== REQUIRED ACTION ==
Repeat precisely the span of lines below that opens with the line containing "let dest = destination.unwrap_or_else(||" and closes with the line containing "pub fn build(inputs: &[String])", both included.
Start of Block
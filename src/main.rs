use std::path::{Path, PathBuf};
use std::sync::OnceLock;

use anyhow::Context;
use chrono::Local;
use clap::{ArgAction, ColorChoice, CommandFactory, Parser, Subcommand, ValueEnum};
use clap_complete::Shell;
use is_terminal::IsTerminal;

mod discover;
mod error;
mod html;
mod loader;
mod sections;
mod summary;

use error::{Error, Result};

static ENABLE_COLOR: OnceLock<bool> = OnceLock::new();

#[derive(Clone, Copy, Debug, ValueEnum)]
enum LogLevel { Error, Warn, Info, Debug, Trace }

#[derive(Parser, Debug)]
#[command(
    name = "sysreport",
    about = "Renders a JSON system-inventory record as a self-contained HTML report",
    long_about = "Renders a JSON system-inventory record (categories of properties such as System, CPU, Memory, Services) as a single self-contained HTML report with collapsible sections and a summary of key metrics.",
    after_long_help = "Examples:\n  sysreport convert inventory.json\n  sysreport convert inventory.json report.html\n  sysreport            (interactive: discovers *.json in common locations)\n  sysreport --completions bash",
    color = ColorChoice::Auto
)]
struct Args {
    #[command(subcommand)]
    command: Option<Command>,
    #[arg(short = 'q', long, default_value_t = false)]
    quiet: bool,
    #[arg(short = 'v', long, action = ArgAction::Count)]
    verbose: u8,
    #[arg(long)]
    log_level: Option<LogLevel>,
    #[arg(long, short = 'C', default_value_t = false)]
    no_color: bool,
    #[arg(long, default_value_t = false)]
    force_color: bool,
    /// Skip the open-in-viewer prompt after an interactive conversion
    #[arg(long, default_value_t = false)]
    no_open: bool,
    #[arg(long, value_enum)]
    completions: Option<Shell>,
}

#[derive(Subcommand, Debug)]
enum Command {
    /// Convert a record to HTML (destination defaults to <stem>_report.html)
    Convert {
        source: PathBuf,
        destination: Option<PathBuf>,
    },
}

fn main() {
    let args = Args::parse();
    if let Some(sh) = args.completions {
        let mut cmd = Args::command();
        clap_complete::generate(sh, &mut cmd, "sysreport", &mut std::io::stdout());
        return;
    }
    {
        let mut builder = env_logger::Builder::from_env(env_logger::Env::default());
        if args.quiet {
            builder.filter_level(log::LevelFilter::Error);
        } else if let Some(lvl) = args.log_level {
            let f = match lvl { LogLevel::Error => log::LevelFilter::Error, LogLevel::Warn => log::LevelFilter::Warn, LogLevel::Info => log::LevelFilter::Info, LogLevel::Debug => log::LevelFilter::Debug, LogLevel::Trace => log::LevelFilter::Trace };
            builder.filter_level(f);
        } else if args.verbose > 0 {
            let f = if args.verbose >= 3 { log::LevelFilter::Trace } else if args.verbose == 2 { log::LevelFilter::Debug } else { log::LevelFilter::Info };
            builder.filter_level(f);
        }
        builder.init();
    }
    let term = std::env::var("TERM").unwrap_or_default();
    let no_color_env = std::env::var_os("NO_COLOR").is_some();
    let color_default = std::io::stdout().is_terminal() && !no_color_env && term != "dumb";
    let enable_color = if args.force_color { true } else if args.no_color { false } else { color_default };
    let _ = ENABLE_COLOR.set(enable_color);

    let code = match &args.command {
        Some(Command::Convert { source, destination }) => run_convert(&args, source, destination.clone()),
        None => run_interactive(&args),
    };
    std::process::exit(code);
}

fn run_convert(args: &Args, source: &Path, destination: Option<PathBuf>) -> i32 {
    match convert(source, destination).with_context(|| format!("converting {}", source.display())) {
        Ok((dest, sections)) => {
            if !args.quiet {
                println!("{}", paint("✅ Successfully converted JSON to HTML!", "1;32"));
                println!("📁 Input:  {}", source.display());
                println!("🌐 Output: {}", dest.display());
                println!("📊 Data sections: {}", sections);
            }
            0
        }
        Err(e) => {
            log::error!("{:#}", e);
            1
        }
    }
}

fn run_interactive(args: &Args) -> i32 {
    println!("🎨 System Report HTML Converter");
    println!("{}", "=".repeat(40));
    let Some(source) = discover::prompt_input_file() else {
        println!("\n👋 Conversion cancelled. Goodbye!");
        return 0;
    };
    let Some(dest) = discover::prompt_output_file(&source) else {
        println!("\n👋 Conversion cancelled. Goodbye!");
        return 0;
    };
    println!("\n🔄 Converting...");
    println!("📥 Input:  {}", source.display());
    println!("📤 Output: {}", dest.display());
    match convert(&source, Some(dest)) {
        Ok((written, sections)) => {
            println!("{}", paint("\n🎉 Conversion completed successfully!", "1;32"));
            if !args.quiet {
                println!("📊 Data sections: {}", sections);
            }
            if !args.no_open {
                match discover::prompt_open_report() {
                    Some(true) => open_file_default(written),
                    Some(false) => {}
                    None => println!("\n👋 Done!"),
                }
            }
            0
        }
        Err(e) => {
            log::error!("{}", e);
            1
        }
    }
}

/// Load, render, write. Returns the destination and the section count.
fn convert(source: &Path, destination: Option<PathBuf>) -> Result<(PathBuf, usize)> {
    let rec = loader::load_record(source)?;
    let display_name = rec
        .get("System")
        .and_then(|s| s.get("ComputerName"))
        .and_then(|v| v.as_str())
        .unwrap_or("Unknown Computer")
        .to_string();
    let timestamp = Local::now().format("%Y-%m-%d %H:%M:%S").to_string();
    let doc = html::render_html(&rec, &display_name, &timestamp);
    let dest = destination.unwrap_or_else(|| discover::default_output_path(source));
    write_report(&dest, &doc)?;
    Ok((dest, rec.len()))
}

/// Overwrites any existing file at the destination without confirmation.
fn write_report(path: &Path, doc: &str) -> Result<()> {
    std::fs::write(path, doc).map_err(|e| Error::Write { path: path.to_path_buf(), source: e })
}

fn paint(s: &str, code: &str) -> String {
    if *ENABLE_COLOR.get().unwrap_or(&true) { format!("\x1b[{}m{}\x1b[0m", code, s) } else { s.to_string() }
}

#[cfg(target_os = "windows")]
fn open_file_default(p: PathBuf) {
    let mut s = p.to_string_lossy().into_owned();
    if s.starts_with("\\\\?\\") { s = s.trim_start_matches("\\\\?\\").to_string(); }
    if s.ends_with('\\') || s.ends_with('/') { s = s.trim_end_matches(['\\', '/']).to_string(); }
    if std::process::Command::new("explorer").arg(&s).spawn()
        .or_else(|_| std::process::Command::new("cmd").args(["/C", "start", "", &s]).spawn())
        .is_err()
    {
        println!("💡 Please open this file manually: {}", s);
    } else {
        println!("🚀 Opening {} in your default browser...", s);
    }
}

#[cfg(not(target_os = "windows"))]
fn open_file_default(p: PathBuf) {
    let s = p.to_string_lossy().into_owned();
    if std::process::Command::new("xdg-open").arg(&s).spawn().is_err() {
        println!("💡 Please open this file manually: {}", s);
    } else {
        println!("🚀 Opening {} in your default browser...", s);
    }
}
use crate::error::CreatePollError;
use crate::types::{BallotTag, Choice, BALLOT_LABELS, CONTROLS_PER_ROW, MAX_CHOICES, MIN_CHOICES};
use std::collections::HashSet;

/// Validated, ordered set of choices for one poll. Built once at poll
/// creation and never mutated afterwards; ballot tags are the 1-based
/// positions in the order the creator supplied.
#[derive(Debug, Clone)]
pub struct ChoiceSet {
    choices: Vec<Choice>,
}

impl ChoiceSet {
    /// Validate raw choice texts and assign ballot tags and labels.
    ///
    /// Texts are trimmed before any checks. Distinctness is exact match
    /// on the trimmed text.
    pub fn build(inputs: &[String]) -> Result<ChoiceSet, CreatePollError> {
        if inputs.len() < MIN_CHOICES {
            return Err(CreatePollError::InsufficientChoices(inputs.len()));
        }
        if inputs.len() > MAX_CHOICES {
            return Err(CreatePollError::TooManyChoices(inputs.len()));
        }

        let mut seen = HashSet::new();
        let mut choices = Vec::with_capacity(inputs.len());
        for (idx, raw) in inputs.iter().enumerate() {
            let text = raw.trim();
            if text.is_empty() {
                return Err(CreatePollError::EmptyChoice(idx + 1));
            }
            if !seen.insert(text) {
                return Err(CreatePollError::DuplicateChoice(text.to_string()));
            }
            choices.push(Choice {
                tag: (idx + 1) as BallotTag,
                label: BALLOT_LABELS[idx].to_string(),
                text: text.to_string(),
            });
        }

        Ok(ChoiceSet { choices })
    }

    /// Look up a choice by its ballot tag.
    pub fn get(&self, tag: BallotTag) -> Option<&Choice> {
        let idx = (tag as usize).checked_sub(1)?;
        self.choices.get(idx)
    }

    pub fn iter(&self) -> impl Iterator<Item = &Choice> {
        self.choices.iter()
    }

    pub fn len(&self) -> usize {
        self.choices.len()
    }

    pub fn is_empty(&self) -> bool {
        self.choices.is_empty()
    }

    /// Choices grouped into ballot rows of at most `CONTROLS_PER_ROW`.
    pub fn rows(&self) -> Vec<&[Choice]> {
        self.choices.chunks(CONTROLS_PER_ROW).collect()
    }

    pub fn to_vec(&self) -> Vec<Choice> {
        self.choices.clone()
    }
}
End of Block
== COMPLETED EXERCISE ==
    let dest = destination.unwrap_or_else(|| discover::default_output_path(source));
    write_report(&dest, &doc)?;
    Ok((dest, rec.len()))
}

/// Overwrites any existing file at the destination without confirmation.
fn write_report(path: &Path, doc: &str) -> Result<()> {
    std::fs::write(path, doc).map_err(|e| Error::Write { path: path.to_path_buf(), source: e })
}

fn paint(s: &str, code: &str) -> String {
    if *ENABLE_COLOR.get().unwrap_or(&true) { format!("\x1b[{}m{}\x1b[0m", code, s) } else { s.to_string() }
}

#[cfg(target_os = "windows")]
fn open_file_default(p: PathBuf) {
    let mut s = p.to_string_lossy().into_owned();
    if s.starts_with("\\\\?\\") { s = s.trim_start_matches("\\\\?\\").to_string(); }
    if s.ends_with('\\') || s.ends_with('/') { s = s.trim_end_matches(['\\', '/']).to_string(); }
    if std::process::Command::new("explorer").arg(&s).spawn()
        .or_else(|_| std::process::Command::new("cmd").args(["/C", "start", "", &s]).spawn())
        .is_err()
    {
        println!("💡 Please open this file manually: {}", s);
    } else {
        println!("🚀 Opening {} in your default browser...", s);
    }
}

#[cfg(not(target_os = "windows"))]
fn open_file_default(p: PathBuf) {
    let s = p.to_string_lossy().into_owned();
    if std::process::Command::new("xdg-open").arg(&s).spawn().is_err() {
        println!("💡 Please open this file manually: {}", s);
    } else {
        println!("🚀 Opening {} in your default browser...", s);
    }
}
use crate::error::CreatePollError;
use crate::types::{BallotTag, Choice, BALLOT_LABELS, CONTROLS_PER_ROW, MAX_CHOICES, MIN_CHOICES};
use std::collections::HashSet;

/// Validated, ordered set of choices for one poll. Built once at poll
/// creation and never mutated afterwards; ballot tags are the 1-based
/// positions in the order the creator supplied.
#[derive(Debug, Clone)]
pub struct ChoiceSet {
    choices: Vec<Choice>,
}

impl ChoiceSet {
    /// Validate raw choice texts and assign ballot tags and labels.
    ///
    /// Texts are trimmed before any checks. Distinctness is exact match
    /// on the trimmed text.
    pub fn build(inputs: &[String]) -> Result<ChoiceSet, CreatePollError> {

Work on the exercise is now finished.